I admit it was a little unfair to be sticking pointy penetrables into the CEO and CFO who are great guys and travel a ton.  But they rated their own effigies by virtue of the fact that their families, unlike me, could reasonably expect a sentient human on Christmas Eve.

“Olof,” I said during our Skype chat that night, “What will you remember at the end of your life:  all the company crises, or time spent with family?”  I have no idea what he replied because the bandwidth was so perennially bad that I was never sure I wasn’t having Skarnal relations with some guy in Dhahran.

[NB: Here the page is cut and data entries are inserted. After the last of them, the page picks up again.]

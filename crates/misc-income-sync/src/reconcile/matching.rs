use std::collections::{BTreeMap, BTreeSet};
use std::fmt;

use crate::{Decimal, Line, Record, within_tolerance};

/// One field that differs between the ledger copy of a deposit and the incoming one.
#[derive(Debug, Clone, PartialEq)]
pub enum FieldDelta {
    DepositAccount {
        existing: String,
        incoming: String,
    },
    TotalAmount {
        existing: Decimal,
        incoming: Decimal,
    },
    LineCount {
        existing: usize,
        incoming: usize,
    },
    /// Summed line amounts for one account. A side without lines for the account counts as zero.
    LineAccount {
        account: String,
        existing: Decimal,
        incoming: Decimal,
    },
}

impl fmt::Display for FieldDelta {
    fn fmt(&self, f: &mut fmt::Formatter<'_>) -> fmt::Result {
        match self {
            FieldDelta::DepositAccount { existing, incoming } => {
                write!(f, "Deposit Account: existing '{existing}' vs incoming '{incoming}'")
            }
            FieldDelta::TotalAmount { existing, incoming } => {
                write!(f, "Total Amount: existing {existing:.2} vs incoming {incoming:.2}")
            }
            FieldDelta::LineCount { existing, incoming } => {
                write!(f, "Line Count: existing {existing} vs incoming {incoming}")
            }
            FieldDelta::LineAccount {
                account,
                existing,
                incoming,
            } => write!(f, "{account}: existing {existing:.2} vs incoming {incoming:.2}"),
        }
    }
}

fn sums_by_account(lines: &[Line]) -> BTreeMap<&str, Decimal> {
    let mut sums = BTreeMap::new();
    for line in lines {
        let sum = sums.entry(line.account.as_str()).or_insert(Decimal::ZERO);
        *sum = sum.saturating_add(line.amount);
    }
    sums
}

/// Per-account sums that disagree, over the union of accounts used by either side.
fn account_deltas(existing: &Record, incoming: &Record) -> Vec<FieldDelta> {
    let existing_sums = sums_by_account(&existing.lines);
    let incoming_sums = sums_by_account(&incoming.lines);
    let accounts: BTreeSet<&str> = existing_sums
        .keys()
        .chain(incoming_sums.keys())
        .copied()
        .collect();

    accounts
        .into_iter()
        .filter_map(|account| {
            let existing = existing_sums.get(account).copied().unwrap_or_default();
            let incoming = incoming_sums.get(account).copied().unwrap_or_default();
            (!within_tolerance(existing, incoming)).then(|| FieldDelta::LineAccount {
                account: account.to_owned(),
                existing,
                incoming,
            })
        })
        .collect()
}

/// Whether the ledger copy and the incoming copy describe the same deposit.
///
/// Checks, in order: deposit account, line count, total amount, and line amounts
/// summed per account. Line order is irrelevant.
pub fn records_match(existing: &Record, incoming: &Record) -> bool {
    // date, txn id and line memos can be anything

    if existing.deposit_to_account != incoming.deposit_to_account {
        return false;
    }
    if existing.lines.len() != incoming.lines.len() {
        return false;
    }
    if !within_tolerance(existing.total_amount, incoming.total_amount) {
        return false;
    }

    account_deltas(existing, incoming).is_empty()
}

/// Every reason [`records_match`] would reject the pair, for human review.
pub fn differences(existing: &Record, incoming: &Record) -> Vec<FieldDelta> {
    let mut deltas = Vec::new();

    if existing.deposit_to_account != incoming.deposit_to_account {
        deltas.push(FieldDelta::DepositAccount {
            existing: existing.deposit_to_account.clone(),
            incoming: incoming.deposit_to_account.clone(),
        });
    }
    if !within_tolerance(existing.total_amount, incoming.total_amount) {
        deltas.push(FieldDelta::TotalAmount {
            existing: existing.total_amount,
            incoming: incoming.total_amount,
        });
    }
    if existing.lines.len() != incoming.lines.len() {
        deltas.push(FieldDelta::LineCount {
            existing: existing.lines.len(),
            incoming: incoming.lines.len(),
        });
    }
    deltas.extend(account_deltas(existing, incoming));

    deltas
}

#[cfg(test)]
mod tests {
    use super::*;
    use chrono::NaiveDate;
    use rust_decimal_macros::dec;

    fn deposit(memo: &str, lines: &[(&str, Decimal)]) -> Record {
        let date = NaiveDate::from_ymd_opt(2025, 12, 1).unwrap();
        let mut record = Record::new(memo, date, "Checking");
        for (account, amount) in lines {
            record.push_line(Line::new("Misc Income", *account, *amount));
        }
        record
    }

    fn format_deltas(deltas: &[FieldDelta]) -> String {
        deltas
            .iter()
            .map(|delta| format!("{delta}\n"))
            .collect()
    }

    #[test]
    fn match_simple() {
        let existing = deposit("100", &[("Sales", dec!(50.00))]);
        let incoming = deposit("100", &[("Sales", dec!(50.00))]);

        assert!(records_match(&existing, &incoming));
        assert!(differences(&existing, &incoming).is_empty());
    }

    #[test]
    fn match_ignores_line_order() {
        let existing = deposit("100", &[("Sales", dec!(30)), ("Shipping", dec!(20))]);
        let incoming = deposit("100", &[("Shipping", dec!(20)), ("Sales", dec!(30))]);

        assert!(records_match(&existing, &incoming));
        assert!(records_match(&incoming, &existing));
    }

    #[test]
    fn match_ignores_date_memo_and_txn_id() {
        let existing = deposit("100", &[("Sales", dec!(50.00))]);
        let mut incoming = existing.clone();
        incoming.txn_id = Some("80-1700000000".to_owned());
        incoming.date = NaiveDate::from_ymd_opt(2024, 1, 1).unwrap();
        incoming.lines[0].memo = "changed".to_owned();
        incoming.lines[0].received_from = "Someone Else".to_owned();

        assert!(records_match(&existing, &incoming));
    }

    #[test]
    fn match_within_one_cent() {
        let existing = deposit("100", &[("Sales", dec!(50.00))]);
        let incoming = deposit("100", &[("Sales", dec!(50.01))]);

        assert!(records_match(&existing, &incoming));
        assert!(records_match(&incoming, &existing));
    }

    #[test]
    fn dont_match_beyond_one_cent() {
        let existing = deposit("100", &[("Sales", dec!(50.00))]);
        let incoming = deposit("100", &[("Sales", dec!(50.011))]);

        assert!(!records_match(&existing, &incoming));
    }

    #[test]
    fn dont_match_total_outside_tolerance_alone() {
        let existing = deposit("100", &[("Sales", dec!(50.00))]);
        let mut incoming = existing.clone();
        incoming.total_amount = dec!(50.02);

        assert!(!records_match(&existing, &incoming));
        insta::assert_snapshot!(format_deltas(&differences(&existing, &incoming)), @"Total Amount: existing 50.00 vs incoming 50.02");
    }

    #[test]
    fn dont_match_different_deposit_account() {
        let existing = deposit("100", &[("Sales", dec!(50.00))]);
        let mut incoming = existing.clone();
        incoming.deposit_to_account = "Savings".to_owned();

        assert!(!records_match(&existing, &incoming));
        insta::assert_snapshot!(format_deltas(&differences(&existing, &incoming)), @"Deposit Account: existing 'Checking' vs incoming 'Savings'");
    }

    #[test]
    fn dont_match_different_line_count() {
        let existing = deposit("100", &[("Sales", dec!(50.00))]);
        let incoming = deposit("100", &[("Sales", dec!(25.00)), ("Sales", dec!(25.00))]);

        assert!(!records_match(&existing, &incoming));
        insta::assert_snapshot!(format_deltas(&differences(&existing, &incoming)), @"Line Count: existing 1 vs incoming 2");
    }

    #[test]
    fn dont_match_amount_moved_between_accounts() {
        let existing = deposit("100", &[("Sales", dec!(30)), ("Shipping", dec!(20))]);
        let incoming = deposit("100", &[("Sales", dec!(20)), ("Shipping", dec!(30))]);

        assert!(!records_match(&existing, &incoming));
        insta::assert_snapshot!(format_deltas(&differences(&existing, &incoming)), @r"
        Sales: existing 30.00 vs incoming 20.00
        Shipping: existing 20.00 vs incoming 30.00
        ");
    }

    #[test]
    fn match_uses_grouped_sums_per_account() {
        // individual lines differ but the per-account sums agree
        let existing = deposit("100", &[("Sales", dec!(10)), ("Sales", dec!(40))]);
        let incoming = deposit("100", &[("Sales", dec!(25)), ("Sales", dec!(25))]);

        assert!(records_match(&existing, &incoming));
        assert!(differences(&existing, &incoming).is_empty());
    }

    #[test]
    fn account_only_on_one_side_is_a_full_delta() {
        let existing = deposit("100", &[("Sales", dec!(50.00))]);
        let incoming = deposit("100", &[("Rental", dec!(50.00))]);

        assert!(!records_match(&existing, &incoming));
        insta::assert_snapshot!(format_deltas(&differences(&existing, &incoming)), @r"
        Rental: existing 0.00 vs incoming 50.00
        Sales: existing 50.00 vs incoming 0.00
        ");
    }

    #[test]
    fn differences_report_total_and_account() {
        let existing = deposit("100", &[("Sales", dec!(50.00))]);
        let incoming = deposit("100", &[("Sales", dec!(65.00))]);

        assert!(!records_match(&existing, &incoming));
        insta::assert_snapshot!(format_deltas(&differences(&existing, &incoming)), @r"
        Total Amount: existing 50.00 vs incoming 65.00
        Sales: existing 50.00 vs incoming 65.00
        ");
    }

    #[test]
    fn extreme_amounts_compare_without_overflow() {
        let mut existing = deposit("100", &[]);
        existing.lines = vec![
            Line::new("Misc Income", "Sales", Decimal::MAX),
            Line::new("Misc Income", "Sales", Decimal::MAX),
        ];
        existing.total_amount = Decimal::MAX;
        let mut incoming = existing.clone();
        incoming.total_amount = Decimal::MIN;

        assert!(!records_match(&existing, &incoming));
        let deltas = differences(&existing, &incoming);
        assert_eq!(deltas.len(), 1);
        assert!(matches!(deltas[0], FieldDelta::TotalAmount { .. }));
    }

    #[test]
    fn negative_and_zero_lines_are_compared_as_is() {
        let existing = deposit("100", &[("Sales", dec!(-5.00)), ("Misc Credits", dec!(0))]);
        let incoming = deposit("100", &[("Misc Credits", dec!(0)), ("Sales", dec!(-5.00))]);

        assert!(records_match(&existing, &incoming));
    }
}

The short connection through Chicago was able to be changed to a longer one and a direct flight to San Diego instead of the idiotic layover in L.A.  But as Christmas approached, the Riyadh to Frankfurt flight, originating in Qatar, was routinely running late.  Worse, the Frankfurt Airport was shut down. 

But I was going to be in L.A. watching my tiny granddaughter open her presents whether my likely-to-be-ex husband made it or not.

Logistics were problematical.  I don’t drive on freeways anymore and the train was out with all the gifts.  And even if Olof miraculously washed ashore on the 23rd, he would be on an 11 hour time difference, would have logged a grueling month without a day off, and would be working a final 20 hour sprint before embarking on some 30 hours of travel.  Did I really want to be chauffeured by someone with the alertness of a root vegetable?

At the last minute, I booked a town car for the trip to L.A.:  $300 (huge holiday surcharge).

Against all odds – and it was – Olof did arrive on the night of December 23.  He kissed me hello and fell face down on the bed where he slept for 13 hours straight.

The next morning, the town car took me and the decerebrate Olof to L.A. where we had a nice lunch with the kids and he then napped until 5:00.  But he did manage a very respectable four hours on Christmas Eve and even valiantly hung in there until 6 p.m. on Christmas day before crashing for another 12 hour snooze.

“See?” he said brightly when he next surfaced on the 26th.  “I told you this would all work out.”